Masalah nutrisi dan lingkungan dapat membuat anak-anak terpapar Covid-19

2020-12-02

Jakarta, TRIBUNNEWS.COM-Anak-anak juga berisiko tinggi tertular virus corona (Covid-19), dan jumlah anak yang dinyatakan positif virus juga meningkat. Provinsi Jawa Timur menyebutkan, hingga Minggu 14 Juni 2020 jumlah anak dan remaja yang terpapar Covid-19 di Provinsi Jawa Timur sebanyak 7.589, di antaranya 584.

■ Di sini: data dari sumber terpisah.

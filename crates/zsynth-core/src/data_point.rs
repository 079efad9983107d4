//! The circuit IR: wires with provenance and the placements that produce them.

use crate::config::Subcircuit;
use crate::crypto::{BLS_SCALAR_MODULUS, JUBJUB_ORDER};
use crate::error::{Result, SynthError};
use revm::primitives::U256;

/// Which half of a split wire a normalized data point carries.
#[derive(Clone, Copy, Debug, PartialEq, Eq, Hash)]
pub enum WireHalf {
  Lower,
  Upper,
}

/// A value handle: the output slot that produced it plus its concrete value.
///
/// Data points are plain values. Every consumer holds its own clone, so no two
/// wires can alias each other's provenance.
#[derive(Clone, Debug, PartialEq, Eq)]
pub struct DataPoint {
  /// Index of the producing placement (or reserved buffer).
  pub source: usize,
  /// Output slot within the producing placement.
  pub wire_index: usize,
  pub bit_size: usize,
  pub value: U256,
  pub ext_source: Option<String>,
  pub ext_dest: Option<String>,
  /// Set only on wires produced by 128-bit splitting.
  pub half: Option<WireHalf>,
}

impl DataPoint {
  pub fn new(source: usize, wire_index: usize, bit_size: usize, value: U256) -> Result<Self> {
    validate_value(value, bit_size)?;
    Ok(Self {
      source,
      wire_index,
      bit_size,
      value,
      ext_source: None,
      ext_dest: None,
      half: None,
    })
  }

  pub fn with_ext_source(mut self, label: impl Into<String>) -> Self {
    self.ext_source = Some(label.into());
    self
  }

  pub fn with_ext_dest(mut self, label: impl Into<String>) -> Self {
    self.ext_dest = Some(label.into());
    self
  }

  /// Boundary annotation for public instance descriptions.
  pub fn label(&self) -> Option<&str> {
    self.ext_dest.as_deref().or(self.ext_source.as_deref())
  }
}

/// Width rules every data point obeys.
///
/// 255-bit wires carry BLS12-381 scalar field elements and 252-bit wires carry
/// Jubjub scalars, so both must also be canonical for their field.
pub fn validate_value(value: U256, bit_size: usize) -> Result<()> {
  if bit_size == 0 || bit_size > 256 {
    return Err(SynthError::precondition(format!("unsupported bit size {bit_size}")));
  }
  if bit_size < 256 && value.bit_len() > bit_size {
    return Err(SynthError::precondition(format!(
      "value {value:#x} does not fit in {bit_size} bits"
    )));
  }
  match bit_size {
    255 if value >= BLS_SCALAR_MODULUS => Err(SynthError::precondition(format!(
      "value {value:#x} is not a canonical BLS12-381 scalar"
    ))),
    252 if value >= JUBJUB_ORDER => Err(SynthError::precondition(format!(
      "value {value:#x} is not a canonical Jubjub scalar"
    ))),
    _ => Ok(()),
  }
}

/// One instance of a subcircuit template.
#[derive(Clone, Debug, PartialEq, Eq)]
pub struct Placement {
  pub name: Subcircuit,
  pub subcircuit_id: usize,
  /// Logical operation this placement realizes, for diagnostics.
  pub usage: String,
  pub inputs: Vec<DataPoint>,
  pub outputs: Vec<DataPoint>,
}

impl Placement {
  pub fn new(name: Subcircuit, usage: impl Into<String>) -> Self {
    Self {
      name,
      subcircuit_id: name.default_id(),
      usage: usage.into(),
      inputs: Vec::new(),
      outputs: Vec::new(),
    }
  }
}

Dokter Anak di RS Hasan Sadikin Bandung. Anggraini Alam, Sp.A (k) menjelaskan bahwa virus Covid-19 sepertinya tidak dapat menyerang siapa pun di usia tertentu.

Khusus untuk anak di bawah satu tahun, sistem organisasinya masih sangat rendah dan ada risiko infeksi. Bahkan sangat tinggi.

“Anak-anak juga sangat rentan terutama bayi baru lahir, sehingga tidak heran jika banyak anak di bawah usia satu tahun yang tertular dan hasil (gejala) yang tidak baik,” kata dokter tersebut. Anggraini, disiarkan langsung Radio Kesehatan pada Senin (15/6/2020).

Membaca: Setelah Sembuh dari Covid-19, Pahlawan Opera dengan Sindrom Seckel Perlu Lebih Banyak Perawatan dan Pergi ke Sekolah

Bacaan: Menderita Kisah Penyakit Penari Wanita Masa Kecil yang Langka, Sindroma Seckel Bekerja Keras Melawan Covid-19-Saat terpapar Covid-19, anak-anak Indonesia bahkan bisa jadi menderita peradangan parah akibat gangguan kesehatan anak.

Dr Anggraini mengatakan belum ada penelitian yang pasti, namun masalah gizi anak di Indonesia telah menimbulkan gejala yang parah pada anak yang terpapar Covid -19. Banyak orang kurus, kelebihan berat badan, dan pendek. Kami tidak tahu harus berbuat apa. Semua ini perlu dipertimbangkan. Anggraini .

Baca: 5 nutrisi penunjang kecerdasan otak anak ini tetap diberikan setiap hari di rumah

kemudian faktor lingkungan juga akan memperburuk kondisi anak, misalnya karena orang tua anak merokok dan anak menjadi perokok pasif Anggraini menyimpulkan: “Ini berarti penyakit Covid-19 akan menyerang saluran pernafasan dan menghancurkan air di paru-paru.” “Ada orang dewasa di rumahnya yang merokok dan mereka tidak menyadari bahwa anak-anak mereka adalah perokok pasif.

Di saat yang sama, selama ini Covid-19 sudah menyebar luas ke masyarakat, karena tidak ada kegiatan sekolah, anak-anak masih ada di rumah, oleh karena itu dr Anggraini mengimbau para orang tua yang meninggalkan rumah untuk menerapkan pola hidup bersih dan sehat. Jaga jarak dan kenakan topeng.

“Orang tua harus menjadi panutan ketika keluar rumah dan tidak langsung mencium anak atau menonton TV. Sebaliknya mandi lalu berganti pakaian agar anak tetap sehat,” tutup dr Angriini.